How often have you seen a constructor take a pile of dependencies via it’s constructor, to which those dependencies were used in a limited amount of methods.  I often see this when looking at CQRS Command Handlers.

class InventoryHandler
{
	private readonly IRepository _repository;
	private readonly IBus _bus;
	private readonly IValidateInventory _validation;
	
	public InventoryHandler(IRepository repository, IBus bus, IValidateInventory validation)
	{
		_repository = repository;
		_bus = bus
		_validation = validation;
	}

	public void Handle(ReceiveInventory cmd)
	{
		if (!_validation.IsAvailable(cmd.ProductId)) {
			throw new InvalidOperationException("Cannot receive inventory");
		}

		// Receive Product into Inventory
		var inventory = _repository.GetById(cmd.ProductId);
		inventory.Receive(cmd.Quantity, cmd.UnitCost);
	}

	public Handle(RemoveInventory cmd)
	{
		// Remove product from inventory
		var inventory = _repository.GetById(cmd.ProductId);
		inventory.RemoveInventory(cmd.Quantity);

		// Pub/Sub to notify other bounded context of inventory removal
		_bus.Send(new InventoryRemovedMessage(cmd.InventoryId));
	}
}

In this simplified example, IRepository is used in both Handle() methods. However, IBus & IValidateInventory are both only used in one method each.

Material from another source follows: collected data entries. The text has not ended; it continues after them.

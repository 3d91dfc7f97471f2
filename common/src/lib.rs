//! Shared model and rendering core for the dashboard builder.
//!
//! The `model` and `requests` modules describe what travels between the
//! backend and the browser. The `chart` module is the pure rendering core:
//! it turns a widget plus its already-loaded data sources into a chart
//! description, and it is compiled into both the server and the wasm
//! frontend so both sides agree on every fallback rule.

pub mod chart;
pub mod export;
pub mod jobs;
pub mod model;
pub mod requests;
//! The error type every handler returns.
//!
//! `ApiError` renders as a JSON body `{ "error": <code>, "message": <text> }`
//! with a status matching the variant. Storage and internal failures are
//! logged when rendered; their message is still returned to the caller.

use actix_web::http::StatusCode;
use actix_web::{HttpResponse, ResponseError};
use common::chart::ConfigError;
use common::requests::ApiErrorBody;
use log::{error, warn};
use thiserror::Error;

#[derive(Debug, Error)]
pub enum ApiError {
    #[error("{0} not found")]
    NotFound(String),
    #[error("{0}")]
    Forbidden(String),
    #[error("{0}")]
    BadRequest(String),
    #[error("missing or empty X-User-Id header")]
    Unauthorized,
    #[error("storage error: {0}")]
    Storage(#[from] rusqlite::Error),
    #[error("{0}")]
    Ingest(String),
    #[error("{0}")]
    Internal(String),
}

impl ApiError {
    pub fn code(&self) -> &'static str {
        match self {
            ApiError::NotFound(_) => "not_found",
            ApiError::Forbidden(_) => "forbidden",
            ApiError::BadRequest(_) => "bad_request",
            ApiError::Unauthorized => "unauthorized",
            ApiError::Storage(_) => "storage",
            ApiError::Ingest(_) => "ingest",
            ApiError::Internal(_) => "internal",
        }
    }
}

impl From<serde_json::Error> for ApiError {
    fn from(err: serde_json::Error) -> Self {
        ApiError::Internal(format!("json encoding: {}", err))
    }
}

impl From<ConfigError> for ApiError {
    fn from(err: ConfigError) -> Self {
        ApiError::BadRequest(err.to_string())
    }
}

impl ResponseError for ApiError {
    fn status_code(&self) -> StatusCode {
        match self {
            ApiError::NotFound(_) => StatusCode::NOT_FOUND,
            ApiError::Forbidden(_) => StatusCode::FORBIDDEN,
            ApiError::BadRequest(_) => StatusCode::BAD_REQUEST,
            ApiError::Unauthorized => StatusCode::UNAUTHORIZED,
            ApiError::Storage(_) => StatusCode::INTERNAL_SERVER_ERROR,
            ApiError::Ingest(_) => StatusCode::UNPROCESSABLE_ENTITY,
            ApiError::Internal(_) => StatusCode::INTERNAL_SERVER_ERROR,
        }
    }

    fn error_response(&self) -> HttpResponse {
        match self {
            ApiError::Storage(_) | ApiError::Internal(_) => error!("{}", self),
            ApiError::Ingest(_) => warn!("{}", self),
            _ => {}
        }
        HttpResponse::build(self.status_code()).json(ApiErrorBody {
            error: self.code().to_string(),
            message: self.to_string(),
        })
    }
}
//! Server configuration read from the environment.
//!
//! An optional `.env` file is loaded first (see `Config::from_env`), then
//! every setting falls back to a default when its variable is unset. A set
//! but malformed value is a startup error rather than a silent default.

use std::env;
use std::path::PathBuf;
use std::str::FromStr;
use std::time::Duration;
use thiserror::Error;

const DEFAULT_HOST: &str = "127.0.0.1";
const DEFAULT_PORT: u16 = 8080;
const DEFAULT_DB_PATH: &str = "dashboards.sqlite";
const DEFAULT_JSON_LIMIT_BYTES: usize = 10 * 1024 * 1024;
const DEFAULT_UPLOAD_LIMIT_BYTES: usize = 25 * 1024 * 1024;
const DEFAULT_URL_FETCH_TIMEOUT_SECS: u64 = 30;
const DEFAULT_JOB_RETENTION_SECS: u64 = 600;

#[derive(Debug, Error, PartialEq)]
pub enum ConfigError {
    #[error("{name} must be {expected}, got {value:?}")]
    Invalid {
        name: &'static str,
        expected: &'static str,
        value: String,
    },
}

#[derive(Clone, Debug)]
pub struct Config {
    pub host: String,
    pub port: u16,
    pub db_path: PathBuf,
    /// Maximum accepted JSON body.
    pub json_limit_bytes: usize,
    /// Maximum accepted upload file.
    pub upload_limit_bytes: usize,
    pub open_browser: bool,
    pub url_fetch_timeout: Duration,
    /// How long finished job statuses stay pollable.
    pub job_retention: Duration,
}

impl Config {
    pub fn from_env() -> Result<Self, ConfigError> {
        // A missing .env file is the normal case.
        let _ = dotenvy::dotenv();
        Self::from_lookup(|name| env::var(name).ok())
    }

    /// Builds the config from any variable source.
    pub fn from_lookup(lookup: impl Fn(&str) -> Option<String>) -> Result<Self, ConfigError> {
        Ok(Config {
            host: lookup("DASHBOARD_HOST").unwrap_or_else(|| DEFAULT_HOST.to_string()),
            port: parsed(&lookup, "DASHBOARD_PORT", DEFAULT_PORT, "a port number")?,
            db_path: lookup("DASHBOARD_DB_PATH")
                .map(PathBuf::from)
                .unwrap_or_else(|| PathBuf::from(DEFAULT_DB_PATH)),
            json_limit_bytes: parsed(
                &lookup,
                "DASHBOARD_JSON_LIMIT_BYTES",
                DEFAULT_JSON_LIMIT_BYTES,
                "a byte count",
            )?,
            upload_limit_bytes: parsed(
                &lookup,
                "DASHBOARD_UPLOAD_LIMIT_BYTES",
                DEFAULT_UPLOAD_LIMIT_BYTES,
                "a byte count",
            )?,
            open_browser: flag(&lookup, "DASHBOARD_OPEN_BROWSER", true)?,
            url_fetch_timeout: Duration::from_secs(parsed(
                &lookup,
                "DASHBOARD_URL_FETCH_TIMEOUT_SECS",
                DEFAULT_URL_FETCH_TIMEOUT_SECS,
                "a number of seconds",
            )?),
            job_retention: Duration::from_secs(parsed(
                &lookup,
                "DASHBOARD_JOB_RETENTION_SECS",
                DEFAULT_JOB_RETENTION_SECS,
                "a number of seconds",
            )?),
        })
    }

    pub fn url(&self) -> String {
        format!("http://{}:{}", self.host, self.port)
    }
}

fn parsed<T: FromStr>(
    lookup: &impl Fn(&str) -> Option<String>,
    name: &'static str,
    default: T,
    expected: &'static str,
) -> Result<T, ConfigError> {
    match lookup(name) {
        None => Ok(default),
        Some(value) => value.trim().parse().map_err(|_| ConfigError::Invalid {
            name,
            expected,
            value,
        }),
    }
}

fn flag(
    lookup: &impl Fn(&str) -> Option<String>,
    name: &'static str,
    default: bool,
) -> Result<bool, ConfigError> {
    let Some(value) = lookup(name) else {
        return Ok(default);
    };
    match value.trim().to_ascii_lowercase().as_str() {
        "1" | "true" | "yes" | "on" => Ok(true),
        "0" | "false" | "no" | "off" => Ok(false),
        _ => Err(ConfigError::Invalid {
            name,
            expected: "a boolean",
            value,
        }),
    }
}
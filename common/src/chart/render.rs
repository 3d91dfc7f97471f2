//! Render descriptions produced by the dispatcher.
//!
//! These are data, not pixels: a drawing backend (the SVG renderer in the
//! frontend, or any API client) turns them into a picture. They serialize
//! with a `kind` tag so non-Rust clients can switch on it.

use crate::chart::palette::TooltipMode;
use crate::model::widget::{Annotation, ReferenceLine};
use serde::{Deserialize, Serialize};

pub const NO_DATA_MESSAGE: &str = "No data available";
pub const UNSUPPORTED_MESSAGE: &str = "Unsupported chart type";

/// Fill opacity of area charts.
pub const AREA_FILL_OPACITY: f32 = 0.3;

#[derive(Debug, Clone, PartialEq, Serialize, Deserialize)]
#[serde(tag = "kind", rename_all = "camelCase", rename_all_fields = "camelCase")]
pub enum ChartRender {
    /// No rows to draw.
    Empty { message: String },
    /// The chart type tag is not one the dispatcher knows.
    Unsupported { chart_type: String, message: String },
    Cartesian(CartesianRender),
    Pie(PieRender),
    Gauge(GaugeRender),
    Funnel(FunnelRender),
    Radar(RadarRender),
    Stat(StatRender),
    Table(TableRender),
}

impl ChartRender {
    pub fn empty() -> Self {
        ChartRender::Empty {
            message: NO_DATA_MESSAGE.to_string(),
        }
    }

    pub fn unsupported(chart_type: &str) -> Self {
        ChartRender::Unsupported {
            chart_type: chart_type.to_string(),
            message: UNSUPPORTED_MESSAGE.to_string(),
        }
    }

    /// Whether this is one of the two placeholder states.
    pub fn is_placeholder(&self) -> bool {
        matches!(self, ChartRender::Empty { .. } | ChartRender::Unsupported { .. })
    }
}

#[derive(Debug, Clone, Copy, PartialEq, Eq, Serialize, Deserialize)]
#[serde(rename_all = "lowercase")]
pub enum CartesianKind {
    Bar,
    Line,
    Area,
    Scatter,
}

/// A single category/value pair on an x/y chart.
#[derive(Debug, Clone, PartialEq, Serialize, Deserialize)]
#[serde(rename_all = "camelCase")]
pub struct CartesianPoint {
    pub category: String,
    /// `None` when the cell is missing or not numeric; drawn as a gap.
    pub value: Option<f64>,
}

#[derive(Debug, Clone, PartialEq, Serialize, Deserialize)]
#[serde(rename_all = "camelCase")]
pub struct CartesianRender {
    pub chart: CartesianKind,
    pub x_key: String,
    pub y_key: String,
    pub points: Vec<CartesianPoint>,
    pub color: String,
    /// Value range covering the points and zero.
    pub y_min: f64,
    pub y_max: f64,
    pub show_grid: bool,
    pub show_legend: bool,
    #[serde(default, skip_serializing_if = "Option::is_none")]
    pub fill_opacity: Option<f32>,
    pub reference_lines: Vec<ReferenceLine>,
    pub annotations: Vec<Annotation>,
    pub tooltip: TooltipMode,
}

/// One colored item of a pie, donut or funnel.
#[derive(Debug, Clone, PartialEq, Serialize, Deserialize)]
#[serde(rename_all = "camelCase")]
pub struct Slice {
    pub label: String,
    pub value: f64,
    pub color: String,
}

#[derive(Debug, Clone, PartialEq, Serialize, Deserialize)]
#[serde(rename_all = "camelCase")]
pub struct PieRender {
    pub donut: bool,
    pub name_key: String,
    pub value_key: String,
    pub slices: Vec<Slice>,
    /// Radii as fractions of half the drawing area's smaller side.
    pub inner_radius: f32,
    pub outer_radius: f32,
    pub corner_radius: f32,
    pub show_legend: bool,
    pub tooltip: TooltipMode,
}

#[derive(Debug, Clone, Copy, PartialEq, Eq, Serialize, Deserialize)]
#[serde(rename_all = "lowercase")]
pub enum GaugeBand {
    Red,
    Amber,
    Green,
}

/// A half-donut from `min` to `max`, filled to `percent`.
#[derive(Debug, Clone, PartialEq, Serialize, Deserialize)]
#[serde(rename_all = "camelCase")]
pub struct GaugeRender {
    pub value: f64,
    pub min: f64,
    pub max: f64,
    /// Clamped to `0..=100`.
    pub percent: f64,
    pub band: GaugeBand,
    pub color: String,
    pub track_color: String,
}

#[derive(Debug, Clone, PartialEq, Serialize, Deserialize)]
#[serde(rename_all = "camelCase")]
pub struct FunnelRender {
    pub name_key: String,
    pub value_key: String,
    /// In input order; the caller sorts stages.
    pub stages: Vec<Slice>,
    pub tooltip: TooltipMode,
}

#[derive(Debug, Clone, PartialEq, Serialize, Deserialize)]
#[serde(rename_all = "camelCase")]
pub struct RadarAxis {
    pub label: String,
    pub value: f64,
}

#[derive(Debug, Clone, PartialEq, Serialize, Deserialize)]
#[serde(rename_all = "camelCase")]
pub struct RadarRender {
    pub label_key: String,
    pub value_key: String,
    pub axes: Vec<RadarAxis>,
    pub max: f64,
    pub color: String,
    pub show_legend: bool,
    pub tooltip: TooltipMode,
}

#[derive(Debug, Clone, PartialEq, Serialize, Deserialize)]
#[serde(rename_all = "camelCase")]
pub struct StatRender {
    pub value: String,
    #[serde(default, skip_serializing_if = "Option::is_none")]
    pub label: Option<String>,
    pub color: String,
}

#[derive(Debug, Clone, PartialEq, Serialize, Deserialize)]
#[serde(rename_all = "camelCase")]
pub struct TableRender {
    pub columns: Vec<String>,
    pub rows: Vec<Vec<String>>,
    /// Rows available before the table cap.
    pub total_rows: usize,
}
use crate::model::widget_config::ChartType;
use serde::{Deserialize, Serialize};

/// Cached result of analyzing one data source. Never updated after it is
/// written; removed only together with its data source.
#[derive(Debug, Clone, PartialEq, Serialize, Deserialize)]
#[serde(rename_all = "camelCase")]
pub struct AiAnalysis {
    pub id: String,
    pub data_source_id: String,
    pub summary: String,
    pub insights: Vec<String>,
    pub suggested_chart_types: Vec<ChartType>,
    pub data_quality_notes: Vec<String>,
    pub created_at: String,
}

Instead of passing the dependencies via constructor, pass the required dependencies to the method that requires it.

class InventoryHandler
{
	private readonly IRepository _repository;
	
	public InventoryHandler(IRepository repository)
	{
		_repository = repository;
	}

	public void Handle(IValidateInventory validation, ReceiveInventory cmd)
	{
		if (!validation.IsAvailable(cmd.ProductId)) {
			throw new InvalidOperationException("Cannot receive inventory");
		}

		// Receive Product into Inventory
		var inventory = _repository.GetById(cmd.ProductId);
		inventory.Receive(cmd.Quantity, cmd.UnitCost);
	}

	public Handle(IBus bus, RemoveInventory cmd)
	{
		// Remove product from inventory
		var inventory = _repository.GetById(cmd.ProductId);
		inventory.RemoveInventory(cmd.Quantity);

		// Pub/Sub to notify other bounded context of inventory removal
		bus.Send(new InventoryRemovedMessage(cmd.InventoryId));
	}
}

 

Nested Dependencies

The primary reason why I prefer not to use a dependency injection container is because it potentially masks a code smell.  Nested dependencies or over abstraction can add complexity by adding unnecessary layers.

Have you seen something similar to this before?

public class MyService(IRepository repostiory) { ... }
public class Repository(IUnitOfWork unitOfWork) { ... }
public class UnitOfWork(IDbContext dbContext) { ... }
public class DbContext(IDbConnection dbConnection) { ... }
public class DbConnection(string connectionString) { ... }

Code SmellIf you are using a dependency injection container, you may not have noticed the excessive and unneeded abstraction layers in parts of you application.  If you had to manually wire up up these nested dependencies through all the layers, it would be really painful.

Masking the pain by using a dependency injection container is making your application more complex.

Take a look at your application and see if you can remove your dependency injection container.   If you can, then what benefits did it provide?  If you can’t, ask yourself if you really need all those layers.